I recently ran into an oddity while looking at some Ruby code from the Rails docs.
Ruby lets you pass arguments like these examples:
redirect_to post_url(@post), alert: "Watch it, mister!"
redirect_to({ action: 'atom' }, alert: "Something serious happened")
But that second case looked odd to me. It seems like you should be able to pass it like so:
redirect_to { action: 'atom' }, alert: "Something serious happened"
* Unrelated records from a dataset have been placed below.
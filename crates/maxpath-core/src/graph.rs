/// Graph construction from a [`GraphFile`] using `petgraph`.
///
/// Wraps a `StableDiGraph` with typed node and edge weights, building from
/// an in-memory [`GraphFile`], and exposing the accessors the search engine
/// traverses through. The graph is immutable for the duration of a search:
/// nothing here mutates after [`build_graph`] returns.
///
/// # Two-Pass Construction
///
/// [`build_graph`] runs two passes over the file:
/// 1. **Node pass** — inserts all nodes into the `StableDiGraph` and records
///    the `id → NodeIndex` mapping. Fails on duplicate IDs.
/// 2. **Edge pass** — resolves `source`/`target` IDs and inserts edges.
///    Fails if either endpoint is not present in the node map. This is
///    where the "every edge endpoint must be a declared node" precondition
///    is enforced, so the search itself never has to handle it.
///
/// The edge pass also records the deduplicated [`EdgeKey`] universe in
/// first-occurrence order; the max cut is computed against this universe,
/// not against raw edge instances, so parallel edges count once.
use std::collections::HashMap;

use petgraph::stable_graph::{NodeIndex, StableDiGraph};

use crate::file::GraphFile;
use crate::set::{EdgeKey, OrderedSet};

// ---------------------------------------------------------------------------
// Weight types
// ---------------------------------------------------------------------------

/// Weight stored inline on each petgraph node.
///
/// A node is an opaque identifier with no attributes beyond identity; the
/// weight exists so results can be rendered back in terms of the input IDs.
#[derive(Debug, Clone)]
pub struct NodeWeight {
    /// Node identifier copied from the graph file.
    pub local_id: String,
}

/// Weight stored inline on each petgraph edge.
///
/// Carries the endpoint ID strings for rendering. Structural identity lives
/// in [`EdgeKey`], derived from the endpoint indices, not here.
#[derive(Debug, Clone)]
pub struct EdgeWeight {
    /// Identifier of the source node, as written in the graph file.
    pub source_id: String,
    /// Identifier of the target node, as written in the graph file.
    pub target_id: String,
}

// ---------------------------------------------------------------------------
// Error type
// ---------------------------------------------------------------------------

/// Errors that can occur during graph construction from a [`GraphFile`].
#[derive(Debug, Clone, PartialEq, Eq)]
pub enum GraphBuildError {
    /// Two entries of the file's node list share the same identifier.
    ///
    /// The contained string is the duplicate ID.
    DuplicateNodeId(String),
    /// An edge references a `source` or `target` node ID that is not present
    /// in the node list.
    DanglingEdgeRef {
        /// Zero-based position of the offending edge in the file's edge list.
        edge_index: usize,
        /// The node ID that could not be resolved.
        missing_node_id: String,
    },
}

impl std::fmt::Display for GraphBuildError {
    fn fmt(&self, f: &mut std::fmt::Formatter<'_>) -> std::fmt::Result {
        match self {
            GraphBuildError::DuplicateNodeId(id) => {
                write!(f, "duplicate node ID: {id:?}")
            }
            GraphBuildError::DanglingEdgeRef {
                edge_index,
                missing_node_id,
            } => {
                write!(
                    f,
                    "edge #{edge_index} references unknown node {missing_node_id:?}"
                )
            }
        }
    }
}

impl std::error::Error for GraphBuildError {}

// ---------------------------------------------------------------------------
// PathGraph
// ---------------------------------------------------------------------------

/// A directed graph built from a [`GraphFile`], read-only after construction.
///
/// Wraps a `petgraph` [`StableDiGraph`] with [`NodeWeight`] and
/// [`EdgeWeight`] structs, a `HashMap<String, NodeIndex>` for O(1) lookup of
/// nodes by identifier, and the deduplicated [`EdgeKey`] universe used for
/// max-cut computation. The `StableDiGraph` doubles as the adjacency index:
/// outgoing edges of a node are enumerated in O(out-degree).
///
/// Construct with [`build_graph`].
#[derive(Debug)]
pub struct PathGraph {
    graph: StableDiGraph<NodeWeight, EdgeWeight>,
    id_to_index: HashMap<String, NodeIndex>,
    edge_keys: Vec<EdgeKey>,
}

impl PathGraph {
    /// Returns the number of nodes in the graph.
    pub fn node_count(&self) -> usize {
        self.graph.node_count()
    }

    /// Returns the number of edge instances in the graph, parallel edges
    /// counted individually.
    pub fn edge_count(&self) -> usize {
        self.graph.edge_count()
    }

    /// Looks up the [`NodeIndex`] for a node identifier string.
    ///
    /// Returns `None` if no node with that ID exists in the graph.
    pub fn node_index(&self, id: &str) -> Option<&NodeIndex> {
        self.id_to_index.get(id)
    }

    /// Returns the [`NodeWeight`] for the given index, or `None` if the
    /// index does not refer to a node of this graph.
    pub fn node_weight(&self, idx: NodeIndex) -> Option<&NodeWeight> {
        self.graph.node_weight(idx)
    }

    /// Returns the identifier string for the given node index, or `None` if
    /// the index does not refer to a node of this graph.
    pub fn node_id(&self, idx: NodeIndex) -> Option<&str> {
        self.graph.node_weight(idx).map(|w| w.local_id.as_str())
    }

    /// Returns a reference to the underlying [`StableDiGraph`] for use by
    /// traversal algorithms.
    pub fn graph(&self) -> &StableDiGraph<NodeWeight, EdgeWeight> {
        &self.graph
    }

    /// Returns the deduplicated edge-key universe in first-occurrence order.
    ///
    /// Parallel edges between the same endpoints appear once. This is the
    /// full edge set against which the max cut is computed.
    pub fn edge_keys(&self) -> &[EdgeKey] {
        &self.edge_keys
    }

    /// Iterates node indices in insertion order.
    pub fn node_indices(&self) -> impl Iterator<Item = NodeIndex> + '_ {
        self.graph.node_indices()
    }
}

/// Constructs a [`PathGraph`] from a decoded [`GraphFile`].
///
/// Construction is O(N + E) where N is node count and E is edge count.
///
/// # Errors
///
/// - [`GraphBuildError::DuplicateNodeId`] if two node entries share an ID.
/// - [`GraphBuildError::DanglingEdgeRef`] if an edge endpoint names a node
///   that is not declared in the node list.
pub fn build_graph(file: &GraphFile) -> Result<PathGraph, GraphBuildError> {
    let mut graph: StableDiGraph<NodeWeight, EdgeWeight> = StableDiGraph::new();
    let mut id_to_index: HashMap<String, NodeIndex> = HashMap::new();

    // Node pass.
    for id in &file.nodes {
        if id_to_index.contains_key(id) {
            return Err(GraphBuildError::DuplicateNodeId(id.clone()));
        }
        let idx = graph.add_node(NodeWeight {
            local_id: id.clone(),
        });
        id_to_index.insert(id.clone(), idx);
    }

    // Edge pass. Deduplicate the key universe as we go, keeping
    // first-occurrence order.
    let mut edge_keys: Vec<EdgeKey> = Vec::new();
    let mut seen_keys = OrderedSet::new();

    for (edge_index, edge) in file.edges.iter().enumerate() {
        let source = *id_to_index.get(&edge.source).ok_or_else(|| {
            GraphBuildError::DanglingEdgeRef {
                edge_index,
                missing_node_id: edge.source.clone(),
            }
        })?;
        let target = *id_to_index.get(&edge.target).ok_or_else(|| {
            GraphBuildError::DanglingEdgeRef {
                edge_index,
                missing_node_id: edge.target.clone(),
            }
        })?;

        graph.add_edge(
            source,
            target,
            EdgeWeight {
                source_id: edge.source.clone(),
                target_id: edge.target.clone(),
            },
        );

        let key = EdgeKey { source, target };
        if !seen_keys.contains(key) {
            seen_keys.insert(key);
            edge_keys.push(key);
        }
    }

    Ok(PathGraph {
        graph,
        id_to_index,
        edge_keys,
    })
}

#[cfg(test)]
mod tests {
    #![allow(clippy::expect_used)]

    use super::*;
    use crate::file::GraphFileEdge;

    // ── fixture helpers ─────────────────────────────────────────────────────

    fn edge(source: &str, target: &str) -> GraphFileEdge {
        GraphFileEdge {
            source: source.to_owned(),
            target: target.to_owned(),
        }
    }

    fn graph_file(nodes: &[&str], edges: Vec<GraphFileEdge>) -> GraphFile {
        GraphFile {
            name: None,
            nodes: nodes.iter().map(|s| (*s).to_owned()).collect(),
            edges,
        }
    }

    // ── construction ────────────────────────────────────────────────────────

    #[test]
    fn build_counts_nodes_and_edges() {
        let file = graph_file(&["a", "b", "c"], vec![edge("a", "b"), edge("b", "c")]);
        let graph = build_graph(&file).expect("builds");
        assert_eq!(graph.node_count(), 3);
        assert_eq!(graph.edge_count(), 2);
        assert_eq!(graph.edge_keys().len(), 2);
    }

    #[test]
    fn build_empty_file() {
        let file = graph_file(&[], vec![]);
        let graph = build_graph(&file).expect("builds");
        assert_eq!(graph.node_count(), 0);
        assert_eq!(graph.edge_count(), 0);
        assert!(graph.edge_keys().is_empty());
    }

    #[test]
    fn node_index_resolves_ids() {
        let file = graph_file(&["a", "b"], vec![]);
        let graph = build_graph(&file).expect("builds");
        let idx = *graph.node_index("b").expect("b exists");
        assert_eq!(graph.node_id(idx), Some("b"));
        assert_eq!(
            graph.node_weight(idx).expect("weight").local_id.as_str(),
            "b"
        );
        assert!(graph.node_index("z").is_none());
    }

    // ── errors ──────────────────────────────────────────────────────────────

    #[test]
    fn duplicate_node_id_is_rejected() {
        let file = graph_file(&["a", "b", "a"], vec![]);
        let err = build_graph(&file).expect_err("should fail");
        assert_eq!(err, GraphBuildError::DuplicateNodeId("a".to_owned()));
    }

    #[test]
    fn dangling_edge_source_is_rejected() {
        let file = graph_file(&["a"], vec![edge("ghost", "a")]);
        let err = build_graph(&file).expect_err("should fail");
        assert_eq!(
            err,
            GraphBuildError::DanglingEdgeRef {
                edge_index: 0,
                missing_node_id: "ghost".to_owned(),
            }
        );
    }

    #[test]
    fn dangling_edge_target_is_rejected() {
        let file = graph_file(&["a"], vec![edge("a", "ghost")]);
        let err = build_graph(&file).expect_err("should fail");
        assert!(matches!(err, GraphBuildError::DanglingEdgeRef { .. }));
    }

    // ── edge-key universe ───────────────────────────────────────────────────

    #[test]
    fn parallel_edges_collapse_to_one_key() {
        let file = graph_file(
            &["a", "b"],
            vec![edge("a", "b"), edge("a", "b"), edge("a", "b")],
        );
        let graph = build_graph(&file).expect("builds");
        assert_eq!(graph.edge_count(), 3, "instances are kept");
        assert_eq!(graph.edge_keys().len(), 1, "keys are structural");
    }

    #[test]
    fn edge_keys_keep_first_occurrence_order() {
        let file = graph_file(
            &["a", "b", "c"],
            vec![edge("b", "c"), edge("a", "b"), edge("b", "c")],
        );
        let graph = build_graph(&file).expect("builds");
        let b = *graph.node_index("b").expect("b");
        let c = *graph.node_index("c").expect("c");
        assert_eq!(graph.edge_keys()[0], EdgeKey { source: b, target: c });
        assert_eq!(graph.edge_keys().len(), 2);
    }
}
And it would have the same meaning with or without parenthesis. But instead you get:
syntax error, unexpected ':', expecting '}'
Referring to the colon after action
. I'm not sure why it would be expecting }
there, and why using parenthesis would change that.
Because { ... }
has two meanings: hash literal and block.
Consider this:
%w(foo bar baz).select { |x| x[0] == "b" }
# => ["bar", "baz"]
Here, { ... }
is a block.
Now imagine that you are calling a method on the current object, so the explicit receiver is not needed:
select { |x| x[0]] == "b" }
Now imagine that you don't care about the parameter:
select { true }
Here, { true }
is still a block, not a hash. And so it is in your function call:
redirect_to { action: 'atom' }
is (mostly) equivalent to
redirect_to do
action: 'atom'
end
and it is nonsense. However,
redirect_to({ action: atom' })
has an argument list, consisting of a hash.
Curly braces serve double-duty in Ruby. They can delimit a hash, but they can also delimit a block. In this case, I believe your second example is getting parsed as:
redirect_to do
action: 'atom'
end, alert: "Something serious happened"
Therefore your action: 'atom'
, which is not valid as an independent expression, gets parsed as such.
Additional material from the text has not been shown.